Available data:
[Start of section]

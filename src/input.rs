/// Pointer button as seen by the viewer.
#[derive(Debug, Clone, Copy, PartialEq, Eq)]
pub enum PointerButton {
    /// Left mouse button or primary touch.
    Primary,
    /// Right mouse button.
    Secondary,
}

/// Host events delivered to the app. Coordinates are pixels relative to the
/// top-left corner of the viewport.
#[derive(Debug, Clone, Copy, PartialEq)]
pub enum InputEvent {
    PointerDown { x: f32, y: f32, button: PointerButton },
    PointerMove { x: f32, y: f32 },
    PointerUp { x: f32, y: f32, button: PointerButton },
    /// A completed primary press-and-release. Spawns a sphere.
    Click { x: f32, y: f32 },
    /// Scroll amount with the sign of a browser `deltaY`: positive when the
    /// wheel turns toward the user (scrolling down), negative away from them.
    Wheel { delta: f32 },
    Resize { width: u32, height: u32 },
}
impl ContactMaterial {
    pub fn new(a: MaterialId, b: MaterialId) -> Self {
        Self {
            materials: (a, b),
            restitution: 0.3,
            friction: 0.3,
        }
    }

    pub fn with_restitution(mut self, restitution: f32) -> Self {
        self.restitution = restitution.clamp(0.0, 1.0);
        self
    }

    pub fn with_friction(mut self, friction: f32) -> Self {
        self.friction = friction.max(0.0);
        self
    }

    fn key(&self) -> (MaterialId, MaterialId) {
        pair_key(self.materials.0, self.materials.1)
    }
}

#[inline]
fn pair_key(a: MaterialId, b: MaterialId) -> (MaterialId, MaterialId) {
    if a <= b {
        (a, b)
    } else {
        (b, a)
    }
}

/// A detected contact between two bodies.
#[derive(Debug, Clone)]
pub struct Contact {
    pub body_a: BodyId,
    pub body_b: BodyId,
    /// Contact normal pointing from body A toward body B.
    pub normal: Vector3<f32>,
    /// Penetration depth (positive when overlapping).
    pub penetration: f32,
    /// World-space point midway through the overlap.
    pub point: Vector3<f32>,
}

/// A rigid body with linear and angular dynamics.
#[derive(Debug, Clone)]
pub struct RigidBody {
    // -- Linear state --
    pub position: Vector3<f32>,
    pub velocity: Vector3<f32>,
    pub mass: f32,
    pub inv_mass: f32,
    pub body_type: BodyType,
    pub collider: Option<Collider>,
    pub material: MaterialId,

    /// Fraction of velocity lost per second, applied as `v *= (1 - damping)^dt`.
    pub damping: f32,

    // -- Angular state --
    pub orientation: UnitQuaternion<f32>,

    /// Angular velocity in world-space (radians per second).
    pub angular_velocity: Vector3<f32>,

    /// Inverse of the inertia tensor in body-local space.
    /// For static bodies this is the zero matrix.
    pub inv_inertia_local: Matrix3<f32>,

    /// Fraction of angular velocity lost per second.
    pub angular_damping: f32,
}

impl RigidBody {
    /// Create a new dynamic rigid body with the given mass.
    ///
    /// The body starts with a unit-sphere inertia tensor. Use
    /// [`RigidBody::with_inertia_sphere`] once the collider is known.
    pub fn new(mass: f32) -> Result<Self> {
        if !(mass > 0.0 && mass.is_finite()) {
            return Err(Error::InvalidBody(format!(
                "mass must be positive and finite, got {mass}"
            )));
        }
        let i = 0.4 * mass;
        let inv_i = 1.0 / i;
        Ok(Self {
            position: Vector3::zeros(),
            velocity: Vector3::zeros(),
            mass,
            inv_mass: 1.0 / mass,
            body_type: BodyType::Dynamic,
            collider: None,
            material: MaterialId::DEFAULT,
            damping: 0.01,
            orientation: UnitQuaternion::identity(),
            angular_velocity: Vector3::zeros(),
            inv_inertia_local: Matrix3::from_diagonal_element(inv_i),
            angular_damping: 0.01,
        })
    }

    /// Create a new static rigid body (infinite mass, unaffected by forces).
    pub fn new_static() -> Self {
        Self {
            position: Vector3::zeros(),
            velocity: Vector3::zeros(),
            mass: f32::INFINITY,
            inv_mass: 0.0,
            body_type: BodyType::Static,
            collider: None,
            material: MaterialId::DEFAULT,
            damping: 0.0,
            orientation: UnitQuaternion::identity(),
            angular_velocity: Vector3::zeros(),
            inv_inertia_local: Matrix3::zeros(),
            angular_damping: 0.0,
        }
    }

    pub fn with_position(mut self, position: Vector3<f32>) -> Self {
        self.position = position;
        self
    }

    pub fn with_orientation(mut self, orientation: UnitQuaternion<f32>) -> Self {
        self.orientation = orientation;
        self
    }

    pub fn with_collider(mut self, collider: Collider) -> Self {
        self.collider = Some(collider);
        self
    }

    pub fn with_material(mut self, material: MaterialId) -> Self {
        self.material = material;
        self
    }

    /// Inertia of a solid sphere: `I = (2/5) * m * r²`.
    pub fn with_inertia_sphere(mut self, radius: f32) -> Self {
        if self.body_type == BodyType::Dynamic {
            let i = 0.4 * self.mass * radius * radius;
            self.inv_inertia_local = Matrix3::from_diagonal_element(1.0 / i);
        }
        self
    }

    /// `I⁻¹_world = R * I⁻¹_local * Rᵀ`
    #[inline]
    pub fn inv_inertia_world(&self) -> Matrix3<f32> {
        let r = self.orientation.to_rotation_matrix();
        r.matrix() * self.inv_inertia_local * r.matrix().transpose()
    }

    #[inline]
    pub fn speed(&self) -> f32 {
        self.velocity.norm()
    }

    /// Semi-implicit Euler: velocity first, then position and orientation.
    fn integrate(&mut self, dt: f32, gravity: Vector3<f32>) {
        if self.body_type != BodyType::Dynamic {
            return;
        }

        self.velocity += gravity * dt;
        self.velocity *= (1.0 - self.damping).powf(dt);
        self.position += self.velocity * dt;
        self.angular_velocity *= (1.0 - self.angular_damping).powf(dt);

        // q' = q + 0.5 * dt * ω * q, renormalized
        let w = self.angular_velocity * (0.5 * dt);
        let dq = Quaternion::new(0.0, w.x, w.y, w.z);
        let q = self.orientation.into_inner();
        self.orientation = UnitQuaternion::new_normalize(q + dq * q);
    }
}

// ---------------------------------------------------------------------------
// Collision detection
// ---------------------------------------------------------------------------

/// Offsets below this along an axis count as centered when a sphere center
/// sits inside a box.
const INSIDE_TIE_EPSILON: f32 = 1e-4;

/// Normal (A toward B), penetration, contact point.
type Manifold = (Vector3<f32>, f32, Vector3<f32>);

fn collide(a: &RigidBody, col_a: &Collider, b: &RigidBody, col_b: &Collider) -> Option<Manifold> {
    match (col_a, col_b) {
        (Collider::Sphere { radius: ra }, Collider::Sphere { radius: rb }) => {
            let (normal, pen) = collide_sphere_sphere(&a.position, *ra, &b.position, *rb)?;
            Some((normal, pen, a.position + normal * (ra - pen * 0.5)))
        }
        (Collider::Sphere { radius }, Collider::Cuboid { half_extents }) => {
            collide_sphere_cuboid(a, *radius, b, half_extents)
        }
        (Collider::Cuboid { half_extents }, Collider::Sphere { radius }) => {
            let (normal, pen, point) = collide_sphere_cuboid(b, *radius, a, half_extents)?;
            Some((-normal, pen, point))
        }
        // Boxes only ever serve as static ground
        (Collider::Cuboid { .. }, Collider::Cuboid { .. }) => None,
    }
}

fn collide_sphere_sphere(
    pos_a: &Vector3<f32>,
    radius_a: f32,
    pos_b: &Vector3<f32>,
    radius_b: f32,
) -> Option<(Vector3<f32>, f32)> {
    let diff = pos_b - pos_a;
    let dist_sq = diff.norm_squared();
    let sum_r = radius_a + radius_b;

    if dist_sq >= sum_r * sum_r {
        return None;
    }

    let dist = dist_sq.sqrt();
    let penetration = sum_r - dist;

    let normal = if dist > 1e-6 {
        diff / dist
    } else {
        // Coincident centers: pick an arbitrary separation axis
        Vector3::y()
    };

    Some((normal, penetration))
}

[End of section]

The task: The answer should be only the number of lines in the data that include "space".

Output of the exercise: 3